El partido de ida de los Cuartos de Final en la Concacaf Champions Cup dejó un sabor agridulce entre el americanismo. En medio de un insípido empate sin goles ante Nashville SC, donde las emociones brillaron por su ausencia y el sistema de André Jardine pareció desconectado, las Águilas caminaron por el filo de la navaja durante noventa minutos de alta tensión en territorio estadounidense, sufriendo más de la cuenta para mantener el cero.

Mientras la polémica por un penal no marcado encendía los ánimos en el banquillo, en la zona baja se gestaba la jugada que evitó una catástrofe mayor para el orgullo de Coapa. En una noche donde el equipo mostró una de sus versiones más grises en lo que va del 2026, fue la zaga la que tuvo que recurrir a recursos extremos y poco convencionales para rescatar el resultado, dejando una imagen espectacular que ya le da la vuelta al continente.

El increíble “escorpión” de Juárez que dejó mudo a todo Nashville

Cerca del corazón del área, cuando Nashville apretaba con un centro venenoso desde el sector derecho, la tragedia parecía inminente. Ramón Juárez, quien partió como titular para dar solidez al fondo, se vio sorprendido por la trayectoria del esférico. Al verse ligeramente pasado en su cobertura, el joven defensor mexicano no se dio por vencido y, en un acto de puro instinto y reflejos felinos, lanzó un taconazo acrobático que emuló el mítico “escorpión” para despejar el peligro de forma heroica.

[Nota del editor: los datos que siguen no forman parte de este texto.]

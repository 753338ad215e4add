//! Free-flying camera, using a dolly rig.

use dolly::prelude::*;

use super::{CameraBasis, CameraController, MouseEvent, NavState, DRAG_SCALE};
use crate::util::math::{from_mint_point, to_mint_point, to_mint_quat};
use crate::util::{EulerRot, Quat, Vec3, ViewportSize};

/// First-person camera. Rotation is stored as pitch (x), yaw (y) and roll (z)
/// in radians.
pub struct FlyCamera {
    rig: CameraRig,
    nav: NavState,
    position: Vec3,
    rotation: Vec3,
}

impl FlyCamera {
    pub fn new(position: Vec3) -> Self {
        let rig = CameraRig::builder()
            .with(Position::new(to_mint_point(position)))
            .with(Rotation::new(to_mint_quat(Quat::IDENTITY)))
            .build();

        Self {
            rig,
            nav: NavState::default(),
            position,
            rotation: Vec3::ZERO,
        }
    }

    /// Move to `position` facing down -Z.
    pub fn reset(&mut self, position: Vec3) {
        self.position = position;
        self.rotation = Vec3::ZERO;
        self.sync();
    }

    #[inline]
    pub fn position(&self) -> Vec3 {
        self.position
    }

    pub fn set_position(&mut self, position: Vec3) {
        self.position = position;
        self.sync();
    }

    /// Pitch, yaw and roll in radians.
    #[inline]
    pub fn rotation(&self) -> Vec3 {
        self.rotation
    }

    pub fn set_rotation(&mut self, rotation: Vec3) {
        self.rotation = rotation;
        self.sync();
    }

    fn orientation(&self) -> Quat {
        Quat::from_euler(EulerRot::YXZ, self.rotation.y, self.rotation.x, self.rotation.z)
    }

    fn sync(&mut self) {
        let orientation = self.orientation();
        self.rig.driver_mut::<Rotation>().rotation = to_mint_quat(orientation);
        self.rig.driver_mut::<Position>().position = to_mint_point(self.position);
        self.rig.update(0.0);
    }
}

impl Default for FlyCamera {
    fn default() -> Self {
        Self::new(Vec3::ZERO)
    }
}

impl CameraController for FlyCamera {
    fn nav(&self) -> &NavState {
        &self.nav
    }

    fn nav_mut(&mut self) -> &mut NavState {
        &mut self.nav
    }

    fn update(&mut self, _viewport: ViewportSize) -> bool {
        let (fwd, horiz, vert) = (self.nav.forward(), self.nav.horizontal(), self.nav.vertical());
        if fwd == 0 && horiz == 0 && vert == 0 {
            return false;
        }

        let speed = self.nav.speed();
        let basis = self.basis();

        let mut pos = self.position;
        pos += basis.right * speed * horiz as f32;
        // vertical motion is along world up, not the view's up
        pos.y += speed * vert as f32;
        pos += basis.forward * speed * fwd as f32;

        self.set_position(pos);
        true
    }

    /// The wheel does nothing for a fly camera.
    fn mouse_wheel(&mut self, _delta: f32) {}

    fn mouse_move(&mut self, e: &MouseEvent) {
        if let Some(anchor) = self.nav.drag_anchor() {
            if e.buttons.only_left() {
                let delta = e.pos - anchor;
                let mut rot = self.rotation;
                rot.y -= delta.x / DRAG_SCALE;
                rot.x -= delta.y / DRAG_SCALE;
                self.set_rotation(rot);
            }
        }

        self.nav.mouse_move(e);
    }

    fn basis(&self) -> CameraBasis {
        let t = &self.rig.final_transform;
        CameraBasis {
            position: from_mint_point(t.position),
            forward: t.forward(),
            right: t.right(),
            up: t.up(),
        }
    }
}

#[cfg(test)]
mod tests {
    use super::*;
    use crate::camera::{Key, Modifiers, MouseButtons};

    const VP: ViewportSize = ViewportSize::new(640.0, 480.0);

    fn approx(a: Vec3, b: Vec3) -> bool {
        (a - b).length() < 1e-4
    }

    #[test]
    fn test_idle_update_reports_no_motion() {
        let mut cam = FlyCamera::default();
        assert!(!cam.update(VP));
        assert_eq!(cam.position(), Vec3::ZERO);
    }

    #[test]
    fn test_forward_motion() {
        let mut cam = FlyCamera::default();
        cam.key_down(Key::W, Modifiers::NONE);
        assert!(cam.update(VP));
        assert!(approx(cam.position(), Vec3::new(0.0, 0.0, -0.05)));

        cam.key_down(Key::W, Modifiers::SHIFT);
        assert!(cam.update(VP));
        assert!(approx(cam.position(), Vec3::new(0.0, 0.0, -0.2)));
    }

    #[test]
    fn test_key_down_then_up_is_no_motion() {
        for key in [Key::W, Key::A, Key::S, Key::D, Key::Q, Key::E] {
            let mut cam = FlyCamera::default();
            cam.key_down(key, Modifiers::NONE);
            cam.key_up(key, Modifiers::NONE);
            assert!(!cam.update(VP), "{:?}", key);
            assert_eq!(cam.position(), Vec3::ZERO);
        }
    }

    #[test]
    fn test_vertical_uses_world_up() {
        let mut cam = FlyCamera::default();
        cam.set_rotation(Vec3::new(-1.0, 0.3, 0.0));
        cam.key_down(Key::Q, Modifiers::NONE);
        cam.update(VP);
        assert!(approx(cam.position(), Vec3::new(0.0, 0.05, 0.0)));
    }

    #[test]
    fn test_strafe_right() {
        let mut cam = FlyCamera::default();
        cam.key_down(Key::D, Modifiers::NONE);
        cam.update(VP);
        assert!(approx(cam.position(), Vec3::new(0.05, 0.0, 0.0)));
    }

    #[test]
    fn test_drag_turns() {
        let mut cam = FlyCamera::default();
        cam.mouse_click(&MouseEvent::new(100.0, 100.0, MouseButtons::LEFT));
        cam.mouse_move(&MouseEvent::new(130.0, 70.0, MouseButtons::LEFT));
        let rot = cam.rotation();
        assert!((rot.y - (-0.1)).abs() < 1e-6);
        assert!((rot.x - 0.1).abs() < 1e-6);

        // turning left 90 degrees faces -X
        cam.set_rotation(Vec3::new(0.0, std::f32::consts::FRAC_PI_2, 0.0));
        assert!(approx(cam.basis().forward, Vec3::NEG_X));
    }

    #[test]
    fn test_wheel_and_middle_drag_ignored() {
        let mut cam = FlyCamera::default();
        cam.mouse_wheel(500.0);
        cam.mouse_click(&MouseEvent::new(0.0, 0.0, MouseButtons::MIDDLE));
        cam.mouse_move(&MouseEvent::new(50.0, 50.0, MouseButtons::MIDDLE));
        assert_eq!(cam.rotation(), Vec3::ZERO);
        assert_eq!(cam.position(), Vec3::ZERO);
    }

    #[test]
    fn test_reset() {
        let mut cam = FlyCamera::default();
        cam.set_rotation(Vec3::new(0.5, 0.5, 0.0));
        cam.reset(Vec3::new(0.0, 0.0, -10.0));
        assert_eq!(cam.rotation(), Vec3::ZERO);
        assert!(approx(cam.basis().position, Vec3::new(0.0, 0.0, -10.0)));
        assert!(approx(cam.basis().forward, Vec3::NEG_Z));
    }
}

La jugada dejó estupefactos a los delanteros locales, quienes ya se relamían ante lo que parecía un remate franco de gol frente a Rodolfo Cota. La acrobacia de Juárez no fue solo un adorno estético, sino una intervención quirúrgica que rescató al equipo de André Jardine en su momento más vulnerable. Esta acción se suma a la lista de intervenciones providenciales que mantienen la eliminatoria totalmente abierta para la resolución que se vivirá en el regreso al Estadio Azteca.

Este despliegue de garra y mística defensiva pone de manifiesto que, incluso cuando el fútbol no fluye en los pies de los creativos, el escudo del América se defiende con el alma. Ahora, con el Coloso de Santa Úrsula esperando para cerrar la serie, la jugada de Juárez se convierte en el estandarte de un equipo que sabe sufrir y sobrevivir. La moneda sigue en el aire, pero acciones como esta demuestran que en el Nido nadie se rinde, ni siquiera cuando el panorama luce más oscuro.